▶ **EXERCISE GOAL**
Copy the lines below verbatim. Begin with the first and end with the line containing "publisher task exited".
>>
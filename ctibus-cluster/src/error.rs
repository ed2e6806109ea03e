//! Error types for the cluster crate

use thiserror::Error;

#[derive(Debug, Error)]
pub enum Error {
    #[error("Configuration error: {0}")]
    Configuration(String),

    #[error("Serialization error: {0}")]
    Serialization(#[from] serde_json::Error),

    #[error("Invalid topic pattern: {0}")]
    Pattern(#[from] globset::Error),

    #[error("Redis error: {0}")]
    Redis(String),

    #[error("Timeout: {0}")]
    Timeout(String),

    /// The bus was shut down or its publisher task exited
    #[error("Bus closed: {0}")]
    Closed(String),

    #[error(transparent)]
    Store(#[from] ctibus_core::Error),
}

pub type Result<T> = std::result::Result<T, Error>;
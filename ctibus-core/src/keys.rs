//! Unified Redis key builder
//!
//! Every key other processes may read directly (connectors, other platform
//! nodes) is built here so the naming contract lives in one place. An optional
//! namespace isolates tenants/environments sharing one Redis.

use crate::Config;

pub const SESSIONS_LIST: &str = "platform_sessions";
pub const CLUSTER_LIST: &str = "platform_cluster";
pub const DELETIONS_LIST: &str = "platform-deletions";

#[derive(Debug, Clone, Default)]
pub struct KeyBuilder {
    prefix: String,
}

impl KeyBuilder {
    /// Create a builder; an empty namespace produces bare keys
    pub fn new(namespace: impl Into<String>) -> Self {
        let namespace = namespace.into();
        let prefix = if namespace.is_empty() {
            namespace
        } else {
            format!("{namespace}:")
        };
        Self { prefix }
    }

    #[must_use]
    pub fn from_config(config: &Config) -> Self {
        Self::new(config.redis.namespace.clone())
    }

    /// Apply the namespace to an arbitrary key
    #[must_use]
    pub fn key(&self, raw: &str) -> String {
        format!("{}{raw}", self.prefix)
    }

    // ==================== Locking ====================

    /// Lock key for one resource id
    ///
    /// Type: String + PX (lease token)
    /// The `{locks}` hash tag keeps every lock key on one cluster slot so a
    /// multi-resource lease can be set atomically.
    #[must_use]
    pub fn lock(&self, resource_id: &str) -> String {
        format!("{}{{locks}}:{resource_id}", self.prefix)
    }

    /// Recently deleted ids
    ///
    /// Type: Sorted Set, score = deletion time (ms)
    #[must_use]
    pub fn deletions(&self) -> String {
        self.key(DELETIONS_LIST)
    }

    // ==================== Ephemeral registries ====================

    /// Type: Sorted Set, member = session key, score = last refresh (ms)
    #[must_use]
    pub fn sessions(&self) -> String {
        self.key(SESSIONS_LIST)
    }

    #[must_use]
    pub fn session(&self, session_id: &str) -> String {
        self.key(session_id)
    }

    /// Type: Sorted Set, member = node key, score = last heartbeat (ms)
    #[must_use]
    pub fn cluster(&self) -> String {
        self.key(CLUSTER_LIST)
    }

    #[must_use]
    pub fn cluster_node(&self, node_id: &str) -> String {
        self.key(node_id)
    }

    /// Who is editing this instance
    #[must_use]
    pub fn context_instance(&self, instance_id: &str) -> String {
        format!("{}context:instance:{instance_id}", self.prefix)
    }

    /// What this user is editing (reverse lookup for logout)
    #[must_use]
    pub fn context_user(&self, user_id: &str) -> String {
        format!("{}context:user:{user_id}", self.prefix)
    }

    /// Type: String + EX, value = edit context JSON
    #[must_use]
    pub fn edit_context(&self, instance_id: &str, user_id: &str) -> String {
        format!("{}edit:{instance_id}:{user_id}", self.prefix)
    }

    /// Instance id of an `edit:<instance>:<user>` key owned by `user_id`
    #[must_use]
    pub fn edit_context_instance<'a>(&self, key: &'a str, user_id: &str) -> Option<&'a str> {
        self.strip(key)?
            .strip_prefix("edit:")?
            .strip_suffix(user_id)?
            .strip_suffix(':')
    }

    // ==================== Playbook executions ====================

    /// Type: String + EX, value = merged execution envelope JSON
    #[must_use]
    pub fn playbook_execution(&self, execution_id: &str) -> String {
        format!("{}playbook_execution_{execution_id}", self.prefix)
    }

    /// Type: Sorted Set, member = execution key, score = last update (ms)
    #[must_use]
    pub fn playbook_executions(&self, playbook_id: &str) -> String {
        format!("{}playbook_executions_{playbook_id}", self.prefix)
    }

    // ==================== Work tracking ====================

    /// Type: Hash, fields = import counters
    #[must_use]
    pub fn work(&self, work_id: &str) -> String {
        self.key(work_id)
    }

    /// Type: String, value = latest work id of the connector
    #[must_use]
    pub fn connector_work(&self, connector_id: &str) -> String {
        format!("{}work:{connector_id}", self.prefix)
    }

    // ==================== Streams & topics ====================

    #[must_use]
    pub fn stream(&self, name: &str) -> String {
        self.key(name)
    }

    #[must_use]
    pub fn topic(&self, topic: &str) -> String {
        self.key(topic)
    }

    /// Strip the namespace from a channel name received from Redis
    #[must_use]
    pub fn strip<'a>(&self, key: &'a str) -> Option<&'a str> {
        key.strip_prefix(self.prefix.as_str())
    }
}

#[cfg(test)]
mod tests {
    use super::*;

    #[test]
    fn test_bare_keys_keep_external_contract() {
        let keys = KeyBuilder::new("");
        assert_eq!(keys.sessions(), "platform_sessions");
        assert_eq!(keys.cluster(), "platform_cluster");
        assert_eq!(keys.deletions(), "platform-deletions");
        assert_eq!(keys.context_instance("abc"), "context:instance:abc");
        assert_eq!(keys.context_user("u1"), "context:user:u1");
        assert_eq!(keys.edit_context("abc", "u1"), "edit:abc:u1");
        assert_eq!(keys.lock("report-7"), "{locks}:report-7");
        assert_eq!(keys.connector_work("c1"), "work:c1");
        assert_eq!(keys.playbook_execution("e1"), "playbook_execution_e1");
        assert_eq!(keys.playbook_executions("pb1"), "playbook_executions_pb1");
    }

    #[test]
    fn test_edit_context_instance_roundtrip() {
        let keys = KeyBuilder::new("tenant-a");
        let key = keys.edit_context("report:7", "u1");
        assert_eq!(keys.edit_context_instance(&key, "u1"), Some("report:7"));
        assert_eq!(keys.edit_context_instance(&key, "u2"), None);
        assert_eq!(keys.edit_context_instance("edit:report-7:u1", "u1"), None);
    }

    #[test]
    fn test_namespace_prefix() {
        let keys = KeyBuilder::new("tenant-a");
        assert_eq!(keys.sessions(), "tenant-a:platform_sessions");
        assert_eq!(keys.lock("x"), "tenant-a:{locks}:x");
        assert_eq!(keys.stream("stream.platform"), "tenant-a:stream.platform");
        assert_eq!(keys.strip("tenant-a:Indicator_EDIT_TOPIC"), Some("Indicator_EDIT_TOPIC"));
        assert_eq!(keys.strip("other:topic"), None);
    }
}
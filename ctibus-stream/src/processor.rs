//! Stream consumer
//!
//! A [`StreamProcessor`] tails one stream from a cursor and hands decoded
//! batches to a [`StreamHandler`]. The next read only starts once the handler
//! returned, so a slow handler throttles the reader. The cursor moves past a
//! batch only after the handler accepted it.

use async_trait::async_trait;
use ctibus_core::config::StreamConfig;
use ctibus_core::models::SseEvent;
use ctibus_core::store::{EventLog, LogReader, RawEntry, StreamInfo};
use ctibus_core::{Error, Result, StoreContext};
use parking_lot::Mutex;
use std::sync::atomic::{AtomicBool, Ordering};
use std::sync::Arc;
use std::time::Duration;
use tokio::sync::mpsc;
use tokio::task::JoinHandle;
use tokio_util::sync::CancellationToken;
use tracing::{debug, error, info, warn};

use crate::codec::{decode_entry, is_external};

/// Start from the current end of the stream
pub const LIVE: &str = "live";

/// Receives decoded batches in stream order
#[async_trait]
pub trait StreamHandler: Send + Sync {
    /// `last_event_id` is the id of the last delivered event, or `<now>-0`
    /// when the batch is empty
    async fn on_batch(&self, events: Vec<SseEvent>, last_event_id: String) -> Result<()>;
}

/// Batch forwarded through a channel
#[derive(Debug, Clone)]
pub struct StreamBatch {
    pub events: Vec<SseEvent>,
    pub last_event_id: String,
}

#[async_trait]
impl StreamHandler for mpsc::Sender<StreamBatch> {
    async fn on_batch(&self, events: Vec<SseEvent>, last_event_id: String) -> Result<()> {
        self.send(StreamBatch {
            events,
            last_event_id,
        })
        .await
        .map_err(|_| Error::NotRunning("batch receiver dropped".to_string()))
    }
}

#[derive(Debug, Clone)]
pub struct StreamOptions {
    /// Raw stream name, the namespace is applied by the processor
    pub stream_name: String,
    pub with_internal: bool,
    pub auto_reconnect: bool,
    pub batch_size: usize,
    pub block: Duration,
    pub reconnect_delay: Duration,
}

impl StreamOptions {
    #[must_use]
    pub fn from_config(config: &StreamConfig) -> Self {
        Self {
            stream_name: config.name.clone(),
            with_internal: config.with_internal,
            auto_reconnect: true,
            batch_size: config.batch_size,
            block: config.block_time(),
            reconnect_delay: config.reconnect_delay(),
        }
    }

    #[must_use]
    pub fn with_stream(mut self, stream_name: impl Into<String>) -> Self {
        self.stream_name = stream_name.into();
        self
    }

    #[must_use]
    pub const fn with_internal(mut self, with_internal: bool) -> Self {
        self.with_internal = with_internal;
        self
    }

    #[must_use]
    pub const fn with_auto_reconnect(mut self, auto_reconnect: bool) -> Self {
        self.auto_reconnect = auto_reconnect;
        self
    }
}

impl Default for StreamOptions {
    fn default() -> Self {
        Self::from_config(&StreamConfig::default())
    }
}

pub struct StreamProcessor {
    provider: String,
    log: Arc<dyn EventLog>,
    stream: String,
    handler: Arc<dyn StreamHandler>,
    options: StreamOptions,
    listening: Arc<AtomicBool>,
    cancel: CancellationToken,
    cursor: Arc<Mutex<String>>,
    task: Mutex<Option<JoinHandle<()>>>,
}

impl std::fmt::Debug for StreamProcessor {
    fn fmt(&self, f: &mut std::fmt::Formatter<'_>) -> std::fmt::Result {
        f.debug_struct("StreamProcessor")
            .field("provider", &self.provider)
            .field("stream", &self.stream)
            .field("options", &self.options)
            .finish_non_exhaustive()
    }
}

impl StreamProcessor {
    pub fn new(
        ctx: &StoreContext,
        provider: impl Into<String>,
        handler: Arc<dyn StreamHandler>,
        options: StreamOptions,
    ) -> Self {
        Self {
            provider: provider.into(),
            log: ctx.log(),
            stream: ctx.keys().stream(&options.stream_name),
            handler,
            options,
            listening: Arc::new(AtomicBool::new(false)),
            cancel: CancellationToken::new(),
            cursor: Arc::new(Mutex::new(String::new())),
            task: Mutex::new(None),
        }
    }

    /// Start consuming after `start_event_id`. `None` or [`LIVE`] starts at
    /// the current end of the stream; any other id replays what follows it.
    pub async fn start(&self, start_event_id: Option<&str>) -> Result<()> {
        if self.listening.load(Ordering::SeqCst) {
            return Err(Error::InvalidInput(format!(
                "processor {} is already running",
                self.provider
            )));
        }
        if self.cancel.is_cancelled() {
            return Err(Error::NotRunning(format!("processor {} was shut down", self.provider)));
        }

        let from = match start_event_id {
            None | Some(LIVE) => self
                .log
                .last_id(&self.stream)
                .await?
                .unwrap_or_else(|| "0-0".to_string()),
            Some(id) if ctibus_core::store::parse_stream_id(id).is_some() => id.to_string(),
            Some(id) => return Err(Error::InvalidInput(format!("invalid stream id: {id}"))),
        };
        *self.cursor.lock() = from.clone();

        let reader = self.log.open_reader().await?;
        self.listening.store(true, Ordering::SeqCst);
        info!(provider = %self.provider, stream = %self.stream, from = %from, "Starting stream processor");

        let worker = Worker {
            provider: self.provider.clone(),
            log: Arc::clone(&self.log),
            stream: self.stream.clone(),
            handler: Arc::clone(&self.handler),
            options: self.options.clone(),
            listening: Arc::clone(&self.listening),
            cancel: self.cancel.clone(),
            cursor: Arc::clone(&self.cursor),
        };
        *self.task.lock() = Some(tokio::spawn(worker.run(reader)));
        Ok(())
    }

    /// Stop reading and wait for the loop to finish its current batch
    pub async fn shutdown(&self) {
        self.cancel.cancel();
        let task = self.task.lock().take();
        if let Some(task) = task {
            if let Err(e) = task.await {
                error!(provider = %self.provider, error = %e, "Stream processor task failed");
            }
        }
        self.listening.store(false, Ordering::SeqCst);
        info!(provider = %self.provider, "Stream processor stopped");
    }

    #[must_use]
    pub fn running(&self) -> bool {
        self.listening.load(Ordering::SeqCst)
    }

    /// Id after which the next read starts
    #[must_use]
    pub fn cursor(&self) -> String {
        self.cursor.lock().clone()
    }

    pub async fn info(&self) -> Result<Option<StreamInfo>> {
        self.log.info(&self.stream).await
    }
}

impl Drop for StreamProcessor {
    fn drop(&mut self) {
        self.cancel.cancel();
    }
}

struct Worker {
    provider: String,
    log: Arc<dyn EventLog>,
    stream: String,
    handler: Arc<dyn StreamHandler>,
    options: StreamOptions,
    listening: Arc<AtomicBool>,
    cancel: CancellationToken,
    cursor: Arc<Mutex<String>>,
}

impl Worker {
    async fn run(self, mut reader: Box<dyn LogReader>) {
        loop {
            if let Err(e) = self.step(reader.as_mut()).await {
                if self.cancel.is_cancelled() {
                    break;
                }
                if !self.options.auto_reconnect {
                    error!(provider = %self.provider, error = %e, "Stream processing failed, stopping");
                    break;
                }
                warn!(
                    provider = %self.provider,
                    error = %e,
                    delay = ?self.options.reconnect_delay,
                    "Stream processing failed, reconnecting"
                );
                tokio::select! {
                    () = self.cancel.cancelled() => break,
                    () = tokio::time::sleep(self.options.reconnect_delay) => {}
                }
                reader.close().await;
                reader = match self.log.open_reader().await {
                    Ok(reader) => reader,
                    Err(e) => {
                        error!(provider = %self.provider, error = %e, "Failed to reopen stream reader");
                        break;
                    }
                };
            }
            if self.cancel.is_cancelled() {
                break;
            }
        }
        self.listening.store(false, Ordering::SeqCst);
        reader.close().await;
        debug!(provider = %self.provider, "Stream loop exited");
    }

    /// One read followed by one handler call
    async fn step(&self, reader: &mut dyn LogReader) -> Result<()> {
        let after = self.cursor.lock().clone();
        let entries = tokio::select! {
            () = self.cancel.cancelled() => return Ok(()),
            read = reader.read(&self.stream, &after, self.options.batch_size, self.options.block) => read?,
        };
        let last_raw_id = entries.last().map(|entry| entry.id.clone());

        // Empty reads still reach the handler so it can checkpoint
        let events = self.filter(&entries);
        let last_event_id = events.last().map_or_else(
            || format!("{}-0", chrono::Utc::now().timestamp_millis()),
            |event| event.id.clone(),
        );
        self.handler.on_batch(events, last_event_id).await?;
        if let Some(id) = last_raw_id {
            *self.cursor.lock() = id;
        }
        Ok(())
    }

    fn filter(&self, entries: &[RawEntry]) -> Vec<SseEvent> {
        entries
            .iter()
            .filter_map(|entry| match decode_entry(entry) {
                Ok(event) => Some(event),
                Err(e) => {
                    warn!(provider = %self.provider, id = %entry.id, error = %e, "Skipping undecodable stream entry");
                    None
                }
            })
            .filter(|event| self.options.with_internal || is_external(event))
            .collect()
    }
}

#[cfg(test)]
mod tests {
    use super::*;
    use ctibus_core::store::{LockStore, MemoryLog, MemoryStore};
    use ctibus_core::Config;

    fn context() -> (StoreContext, MemoryLog) {
        let mut config = Config::default();
        config.redis.url = String::new();
        let log = MemoryLog::new();
        let store = Arc::new(MemoryStore::new());
        let ctx = StoreContext::with_stores(&config, store.clone(), Arc::new(log.clone()), vec![store as Arc<dyn LockStore>]);
        (ctx, log)
    }

    fn options() -> StreamOptions {
        let mut options = StreamOptions::default();
        options.block = Duration::from_millis(50);
        options.reconnect_delay = Duration::from_millis(10);
        options
    }

    async fn append(log: &MemoryLog, event_type: &str, scope: &str) -> String {
        let fields = vec![
            ("type".to_string(), format!("\"{event_type}\"")),
            ("scope".to_string(), format!("\"{scope}\"")),
        ];
        log.append("stream.platform", &fields, None).await.unwrap()
    }

    #[tokio::test]
    async fn test_internal_events_filtered() {
        let (ctx, log) = context();
        let (tx, mut rx) = mpsc::channel::<StreamBatch>(8);
        let processor = StreamProcessor::new(&ctx, "test", Arc::new(tx), options());
        processor.start(Some("0")).await.unwrap();

        append(&log, "create", "internal").await;
        let external = append(&log, "update", "external").await;

        let mut delivered = Vec::new();
        while delivered.is_empty() {
            let batch = rx.recv().await.unwrap();
            delivered.extend(batch.events);
        }
        assert_eq!(delivered.len(), 1);
        assert_eq!(delivered[0].id, external);
        drop(rx);
        processor.shutdown().await;
        assert!(!processor.running());
    }

    #[tokio::test]
    async fn test_filtered_batch_reports_synthetic_id() {
        let (ctx, log) = context();
        append(&log, "create", "internal").await;

        let (tx, mut rx) = mpsc::channel::<StreamBatch>(8);
        let processor = StreamProcessor::new(&ctx, "test", Arc::new(tx), options());
        processor.start(Some("0-0")).await.unwrap();

        let batch = rx.recv().await.unwrap();
        assert!(batch.events.is_empty());
        assert!(batch.last_event_id.ends_with("-0"));
        drop(rx);
        processor.shutdown().await;
    }

    #[tokio::test]
    async fn test_cursor_waits_for_handler() {
        struct Failing;

        #[async_trait]
        impl StreamHandler for Failing {
            async fn on_batch(&self, _: Vec<SseEvent>, _: String) -> Result<()> {
                Err(Error::Internal("handler failed".to_string()))
            }
        }

        let (ctx, log) = context();
        append(&log, "create", "external").await;
        let processor = StreamProcessor::new(
            &ctx,
            "test",
            Arc::new(Failing),
            options().with_auto_reconnect(false),
        );
        processor.start(Some("0-0")).await.unwrap();

        for _ in 0..100 {
            if !processor.running() {
                break;
            }
            tokio::time::sleep(Duration::from_millis(10)).await;
        }
        assert!(!processor.running());
        assert_eq!(processor.cursor(), "0-0");
    }

    #[tokio::test]
    async fn test_start_twice_rejected() {
        let (ctx, _) = context();
        let (tx, _rx) = mpsc::channel::<StreamBatch>(8);
        let processor = StreamProcessor::new(&ctx, "test", Arc::new(tx), options());
        processor.start(None).await.unwrap();
        assert!(matches!(processor.start(None).await, Err(Error::InvalidInput(_))));
        processor.shutdown().await;
    }

    #[tokio::test]
    async fn test_invalid_start_id() {
        let (ctx, _) = context();
        let (tx, _rx) = mpsc::channel::<StreamBatch>(8);
        let processor = StreamProcessor::new(&ctx, "test", Arc::new(tx), options());
        assert!(processor.start(Some("yesterday")).await.is_err());
        assert!(!processor.running());
    }
}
<<
▶ **ANSWER BELOW**
filename ctibus-cluster/src/error.rs
repository ed2e6806109ea03e
//! Error types for the cluster crate

use thiserror::Error;

#[derive(Debug, Error)]
pub enum Error {
    #[error("Configuration error: {0}")]
    Configuration(String),

    #[error("Serialization error: {0}")]
    Serialization(#[from] serde_json::Error),

    #[error("Invalid topic pattern: {0}")]
    Pattern(#[from] globset::Error),

    #[error("Redis error: {0}")]
    Redis(String),

    #[error("Timeout: {0}")]
    Timeout(String),

    /// The bus was shut down or its publisher task exited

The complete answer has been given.